Ce régime, plaqué sur des peuples effervescents qui croient être les patrons de leur nation, est un paradigme complexe dont le réglage fin convoque des vertus spéciales qui ne sont pas données à tous. L'Europe du nord y atteint, parce que ses gouvernements écoutent la base - le défi de l'immigration y est emblématique et par exemple, le criblage des entrées au Danemark a ramené l'extême-droite à l'étiage (2%) en appliquant simplement les mesures réclamées par les gens. Sinon, comme disait l'abbé Sieyès, l'apathie du peuple est requise pour que ça fonctionne... mais pas garantie non plus, ajoutons-nous. A défaut, le citoyen doit être mis en confiance de ses dirigeants - un peu de charisme ne nuit pas - ou carrément dépolitisé : la politique, il y a des gens pour ça ! En Gaule aussi ?

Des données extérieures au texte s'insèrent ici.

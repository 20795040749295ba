use chrono::Utc;
use rusqlite::types::Value;
use rusqlite::{params_from_iter, Connection, OptionalExtension};

use crate::error::{Error, Result};
use crate::model::{LastFmData, Song, SongId};

use super::db::{
    fold_case, normalize_terms, opt_json_at, opt_time_at, time_at, to_sql_int, u64_at, uuid_at,
    Database,
};

pub(super) const SONG_COLUMNS: &str = "id, external_id, title, artist, album, preview_url,
    cover_url, duration_secs, release_date, genre, catalog_rank, popularity, counter,
    last_viewed_at, lastfm_data, youtube_data, musicbrainz_data, created_at, updated_at";

/// Popularity order used by every candidate query.
const POPULARITY_ORDER: &str = "catalog_rank DESC, popularity DESC, rowid";

pub(super) fn row_to_song(row: &rusqlite::Row) -> rusqlite::Result<Song> {
    row_to_song_at(row, 0)
}

/// Decode a song whose [`SONG_COLUMNS`] start at column `o`.
pub(super) fn row_to_song_at(row: &rusqlite::Row, o: usize) -> rusqlite::Result<Song> {
    Ok(Song {
        id: SongId::from_uuid(uuid_at(row, o)?),
        external_id: row.get(o + 1)?,
        title: row.get(o + 2)?,
        artist: row.get(o + 3)?,
        album: row.get(o + 4)?,
        preview_url: row.get(o + 5)?,
        cover_url: row.get(o + 6)?,
        duration_secs: row
            .get::<_, Option<i64>>(o + 7)?
            .and_then(|v| u32::try_from(v).ok()),
        release_date: row.get(o + 8)?,
        genre: row.get(o + 9)?,
        rank: row.get(o + 10)?,
        popularity: row.get(o + 11)?,
        counter: u64_at(row, o + 12)?,
        last_viewed_at: opt_time_at(row, o + 13)?,
        lastfm: opt_json_at(row, o + 14)?,
        youtube: opt_json_at(row, o + 15)?,
        musicbrainz: opt_json_at(row, o + 16)?,
        created_at: time_at(row, o + 17)?,
        updated_at: time_at(row, o + 18)?,
    })
}

pub(super) fn list_songs_on(conn: &Connection) -> Result<Vec<Song>> {
    let mut stmt = conn.prepare(&format!(
        "SELECT {SONG_COLUMNS} FROM songs ORDER BY {POPULARITY_ORDER}"
    ))?;
    let songs = stmt
        .query_map([], row_to_song)?
        .collect::<rusqlite::Result<Vec<_>>>()?;
    Ok(songs)
}

fn opt_json<T: serde::Serialize>(value: Option<&T>) -> Result<Option<String>> {
    Ok(value.map(serde_json::to_string).transpose()?)
}
//! Similar tracks for a single song.

use serde::{Deserialize, Serialize};

use encore_core::model::{SimilarTrack, Song, SongId};
use encore_core::schema::Database;

use crate::error::EngineResult;
use crate::provider::SimilarityProvider;

/// Default number of similar tracks requested.
pub const SIMILAR_LIMIT: usize = 10;

/// A provider suggestion, with the catalog song it resolves to if any.
#[derive(Debug, Clone, PartialEq, Serialize, Deserialize)]
pub struct SimilarMatch {
    pub track: SimilarTrack,
    #[serde(skip_serializing_if = "Option::is_none")]
    pub song: Option<Song>,
}

impl SimilarMatch {
    pub fn in_catalog(&self) -> bool {
        self.song.is_some()
    }
}

/// Tracks similar to a catalog song, resolved against the catalog.
///
/// # Errors
///
/// Returns `NotFound` for an unknown song, the provider error if the
/// lookup fails, or a database error.
pub async fn similar_to_song(
    db: &Database,
    provider: &dyn SimilarityProvider,
    song_id: &SongId,
    limit: usize,
) -> EngineResult<Vec<SimilarMatch>> {
    let song = db.require_song(song_id)?;
    let tracks = provider.similar_tracks(&song.title, &song.artist, limit).await?;
    log::debug!(
        "{} suggested {} tracks similar to {}",
        provider.name(),
        tracks.len(),
        song.title
    );

    let mut matches = Vec::with_capacity(tracks.len());
    for track in tracks {
        let song = db.find_song_by_title_and_artist(&track.name, &track.artist)?;
        matches.push(SimilarMatch { track, song });
    }
    Ok(matches)
}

La politisation du peuple date ici de la Révolution française quand les actes furent jugés "au nom de lui". On revint deux mille ans en arrière, au pavois gaulois des tribus ingouvernables. Mais la Révolution ne changea pas les chaînes de pouvoir, elle les maintint différemment, sauf que l'aristocratie laissa la préséance à la bourgeoisie. Ces deux groupes n'étaient pas tout inclus dans les deux ordres de la Noblesse et du Tiers comme on le croirait. Bien des administrateurs de talent du royaume venaient de la roture et des bourgeois d'affaires étaient devenus des nobles fiscaux. Le plus sioux fut pour eux de saisir le prétexte de la "liberté" pour se jeter sur le labeur en l'atomisant afin de le mettre à leur merci. Et il y a des cons insoumis qui, le poing levé, se réclament de cette prédation. Quand le peuple s'aperçut que les mouches avaient changé d'âne pour que tout redevienne comme avant, il se souleva, en 1830, en 1848, en 1870, en 1936, posa le fusil en 1940, expulsa les rationnaires de la IVè République en 1958, et ceux qui l'étaient devenus sous la Vème en 1968 ; il dit stop en 1981, en 2005 et se souleva à nouveau en 2018 (GJ), quel que soit le régime en place finalement. Le bouillonnement continue aujourd'hui, non tant contre une réforme mal faite des pensions par répartition de Ponzi que par un agacement général contre la morgue des pouvoirs publics captés par une élite déconnectée des réalités, sous la férule d'un satrape aussi fier que limité dans l'emploi.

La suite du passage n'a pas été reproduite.